### Task to complete
Determine the number of lines in the listing below in which the word "usize" is present, and state it without comment.

Excerpted data section start

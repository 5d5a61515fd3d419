//! On-disk records of the pack archive format
//!
//! Packs are ZIP files. Only the records the reader and builder need are
//! modelled here:
//!
//! - Local file header (`PK\x03\x04`), 30 bytes plus name and extra field
//! - Central directory header (`PK\x01\x02`), 46 bytes plus name, extra, comment
//! - End of central directory (`PK\x05\x06`), 22 bytes plus comment
//! - Zip64 end of central directory record and locator
//! - The preload section header and directory stored in the first entry
//! - The ZIP LZMA properties header and the standalone `LZMA` blob header
//!
//! All multi-byte fields are little-endian regardless of host order.

use binrw::{BinRead, BinWrite};

/// Local file header signature `PK\x03\x04`
pub const LOCAL_HEADER_SIGNATURE: u32 = 0x0403_4b50;
/// Central directory header signature `PK\x01\x02`
pub const CENTRAL_HEADER_SIGNATURE: u32 = 0x0201_4b50;
/// End of central directory signature `PK\x05\x06`
pub const EOCD_SIGNATURE: u32 = 0x0605_4b50;
/// Zip64 end of central directory record signature `PK\x06\x06`
pub const ZIP64_EOCD_SIGNATURE: u32 = 0x0606_4b50;
/// Zip64 end of central directory locator signature `PK\x06\x07`
pub const ZIP64_LOCATOR_SIGNATURE: u32 = 0x0706_4b50;

/// Fixed part of a local file header
pub const LOCAL_HEADER_SIZE: u64 = 30;
/// Fixed part of a central directory header
pub const CENTRAL_HEADER_SIZE: usize = 46;
/// Fixed part of the end of central directory record
pub const EOCD_SIZE: u64 = 22;
/// Size of the Zip64 end of central directory locator
pub const ZIP64_LOCATOR_SIZE: u64 = 20;
/// Longest comment an end of central directory record can carry
pub const MAX_COMMENT_LENGTH: u64 = 0xFFFF;

/// Extra field id of the Zip64 extended information block
pub const ZIP64_EXTRA_ID: u16 = 0x0001;
/// Marker stored in 32-bit fields whose real value lives in the Zip64 extra
pub const ZIP64_MARKER_32: u32 = 0xFFFF_FFFF;
/// Marker stored in 16-bit counts whose real value lives in the Zip64 record
pub const ZIP64_MARKER_16: u16 = 0xFFFF;

/// Comment prefix selecting the packed central directory layout
pub const PACKED_DIRECTORY_COMMENT: &[u8; 4] = b"XZP2";

/// Reserved name of the entry holding the preload section
pub const PRELOAD_SECTION_NAME: &str = "__preload_section.pre";
/// Preload section format version
pub const PRELOAD_HEADER_VERSION: u32 = 3;
/// Remap table value for entries without preload bytes
pub const INVALID_PRELOAD_ENTRY: u16 = 0xFFFF;

/// Identifier of the standalone LZMA blob header
pub const LZMA_BLOB_ID: [u8; 4] = *b"LZMA";
/// Size of the standalone LZMA blob header
pub const LZMA_BLOB_HEADER_SIZE: usize = 17;
/// Number of LZMA property bytes (lc/lp/pb byte and dictionary size)
pub const LZMA_PROPS_SIZE: usize = 5;
/// Size of the ZIP LZMA header: version (2), properties size (2), properties (5)
pub const ZIP_LZMA_HEADER_SIZE: u64 = 9;

/// End of central directory record
#[derive(Debug, Clone, PartialEq, Eq, BinRead, BinWrite)]
#[brw(little)]
pub struct EndOfCentralDirectory {
    /// Signature, always `PK\x05\x06`
    #[br(assert(signature == EOCD_SIGNATURE, "Invalid EOCD signature: {:#010x}", signature))]
    pub signature: u32,
    /// Number of this disk
    pub disk_number: u16,
    /// Disk where the central directory starts
    pub directory_disk: u16,
    /// Central directory entries on this disk
    pub entries_on_disk: u16,
    /// Central directory entries in total
    pub entries_total: u16,
    /// Size of the central directory in bytes
    pub directory_size: u32,
    /// Offset of the central directory from the start of the archive
    pub directory_offset: u32,
    /// Length of the trailing comment
    pub comment_length: u16,
}

impl EndOfCentralDirectory {
    /// Create a record for a single-disk archive
    pub fn new(entries: u16, directory_size: u32, directory_offset: u32) -> Self {
        Self {
            signature: EOCD_SIGNATURE,
            disk_number: 0,
            directory_disk: 0,
            entries_on_disk: entries,
            entries_total: entries,
            directory_size,
            directory_offset,
            comment_length: 0,
        }
    }

    /// Check whether any field defers to a Zip64 record
    pub const fn needs_zip64(&self) -> bool {
        self.entries_total == ZIP64_MARKER_16
            || self.directory_size == ZIP64_MARKER_32
            || self.directory_offset == ZIP64_MARKER_32
    }
}

/// Zip64 end of central directory locator, stored right before the EOCD
#[derive(Debug, Clone, PartialEq, Eq, BinRead, BinWrite)]
#[brw(little)]
pub struct Zip64Locator {
    /// Signature, always `PK\x06\x07`
    #[br(assert(signature == ZIP64_LOCATOR_SIGNATURE, "Invalid Zip64 locator signature"))]
    pub signature: u32,
    /// Disk holding the Zip64 end of central directory record
    pub record_disk: u32,
    /// Offset of the Zip64 end of central directory record
    pub record_offset: u64,
    /// Total number of disks
    pub total_disks: u32,
}

/// Zip64 end of central directory record
#[derive(Debug, Clone, PartialEq, Eq, BinRead, BinWrite)]
#[brw(little)]
pub struct Zip64EndOfCentralDirectory {
    /// Signature, always `PK\x06\x06`
    #[br(assert(signature == ZIP64_EOCD_SIGNATURE, "Invalid Zip64 EOCD signature"))]
    pub signature: u32,
    /// Size of the remaining record
    pub record_size: u64,
    /// Version made by
    pub version_made_by: u16,
    /// Version needed to extract
    pub version_needed: u16,
    /// Number of this disk
    pub disk_number: u32,
    /// Disk where the central directory starts
    pub directory_disk: u32,
    /// Central directory entries on this disk
    pub entries_on_disk: u64,
    /// Central directory entries in total
    pub entries_total: u64,
    /// Size of the central directory in bytes
    pub directory_size: u64,
    /// Offset of the central directory
    pub directory_offset: u64,
}

impl Zip64EndOfCentralDirectory {
    /// Create a record for a single-disk archive
    pub fn new(entries: u64, directory_size: u64, directory_offset: u64) -> Self {
        Self {
            signature: ZIP64_EOCD_SIGNATURE,
            record_size: 44,
            version_made_by: 45,
            version_needed: 45,
            disk_number: 0,
            directory_disk: 0,
            entries_on_disk: entries,
            entries_total: entries,
            directory_size,
            directory_offset,
        }
    }
}

/// Central directory file header (fixed part)
#[derive(Debug, Clone, PartialEq, Eq, BinRead, BinWrite)]
#[brw(little)]
pub struct CentralDirectoryHeader {
    /// Signature, `PK\x01\x02` for a valid header
    pub signature: u32,
    /// Version made by
    pub version_made_by: u16,
    /// Version needed to extract
    pub version_needed: u16,
    /// General purpose flags
    pub flags: u16,
    /// Compression method (0 stored, 14 LZMA)
    pub compression_method: u16,
    /// DOS modification time
    pub modified_time: u16,
    /// DOS modification date
    pub modified_date: u16,
    /// CRC-32 of the uncompressed data
    pub crc32: u32,
    /// Compressed size, or the Zip64 marker
    pub compressed_size: u32,
    /// Uncompressed size, or the Zip64 marker
    pub uncompressed_size: u32,
    /// Length of the file name
    pub file_name_length: u16,
    /// Length of the extra field
    pub extra_field_length: u16,
    /// Length of the file comment
    pub file_comment_length: u16,
    /// Disk where the file starts
    pub disk_number_start: u16,
    /// Internal file attributes
    pub internal_attributes: u16,
    /// External file attributes
    pub external_attributes: u32,
    /// Offset of the local header, or the Zip64 marker
    pub local_header_offset: u32,
}

/// Local file header (fixed part)
#[derive(Debug, Clone, PartialEq, Eq, BinRead, BinWrite)]
#[brw(little)]
pub struct LocalFileHeader {
    /// Signature, always `PK\x03\x04`
    #[br(assert(signature == LOCAL_HEADER_SIGNATURE, "Invalid local header signature"))]
    pub signature: u32,
    /// Version needed to extract
    pub version_needed: u16,
    /// General purpose flags
    pub flags: u16,
    /// Compression method
    pub compression_method: u16,
    /// DOS modification time
    pub modified_time: u16,
    /// DOS modification date
    pub modified_date: u16,
    /// CRC-32 of the uncompressed data
    pub crc32: u32,
    /// Compressed size
    pub compressed_size: u32,
    /// Uncompressed size
    pub uncompressed_size: u32,
    /// Length of the file name
    pub file_name_length: u16,
    /// Length of the extra field
    pub extra_field_length: u16,
}

/// Header at the start of the preload section
#[derive(Debug, Clone, Copy, PartialEq, Eq, BinRead, BinWrite)]
#[brw(little)]
pub struct PreloadHeader {
    /// Format version, [`PRELOAD_HEADER_VERSION`]
    pub version: u32,
    /// Number of central directory entries covered by the remap table
    pub directory_entries: u32,
    /// Number of preload directory entries
    pub preload_directory_entries: u32,
    /// Alignment the section was written with
    pub alignment: u32,
}

impl PreloadHeader {
    /// Serialized size of the header
    pub const SIZE: usize = 16;
}

/// One preload directory entry: where an entry's preloaded bytes live
#[derive(Debug, Clone, Copy, PartialEq, Eq, BinRead, BinWrite)]
#[brw(little)]
pub struct PreloadDirectoryEntry {
    /// Number of preloaded bytes (compressed size for `LZMA` blobs)
    pub length: u32,
    /// Offset from the start of the preload data
    pub data_offset: u32,
}

impl PreloadDirectoryEntry {
    /// Serialized size of an entry
    pub const SIZE: usize = 8;
}

/// Header of a standalone LZMA blob, used for compressed preload bytes
#[derive(Debug, Clone, Copy, PartialEq, Eq, BinRead, BinWrite)]
#[brw(little)]
pub struct LzmaBlobHeader {
    /// Identifier, always `LZMA`
    #[br(assert(id == LZMA_BLOB_ID, "Invalid LZMA blob id: {:?}", id))]
    pub id: [u8; 4],
    /// Size of the decoded data
    pub actual_size: u32,
    /// Size of the encoded stream after this header
    pub lzma_size: u32,
    /// LZMA properties
    pub properties: [u8; LZMA_PROPS_SIZE],
}

impl LzmaBlobHeader {
    /// Check whether `data` starts with a blob header
    pub fn is_blob(data: &[u8]) -> bool {
        data.len() >= LZMA_BLOB_HEADER_SIZE && data[..4] == LZMA_BLOB_ID
    }
}

/// Header preceding the raw stream of a method 14 entry
#[derive(Debug, Clone, Copy, PartialEq, Eq, BinRead, BinWrite)]
#[brw(little)]
pub struct ZipLzmaHeader {
    /// Major version of the encoder
    pub major_version: u8,
    /// Minor version of the encoder
    pub minor_version: u8,
    /// Size of the properties that follow
    #[br(assert(properties_size as usize == LZMA_PROPS_SIZE, "Unexpected LZMA properties size: {}", properties_size))]
    pub properties_size: u16,
    /// LZMA properties
    pub properties: [u8; LZMA_PROPS_SIZE],
}

/// Walk an extra field and return the Zip64 block payload, if any
pub fn zip64_extra(extra: &[u8]) -> Option<&[u8]> {
    let mut rest = extra;
    while rest.len() >= 4 {
        let id = u16::from_le_bytes([rest[0], rest[1]]);
        let size = u16::from_le_bytes([rest[2], rest[3]]) as usize;
        let body = rest.get(4..4 + size)?;
        if id == ZIP64_EXTRA_ID {
            return Some(body);
        }
        rest = &rest[4 + size..];
    }
    None
}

Excerpted data section end

### Task solution
7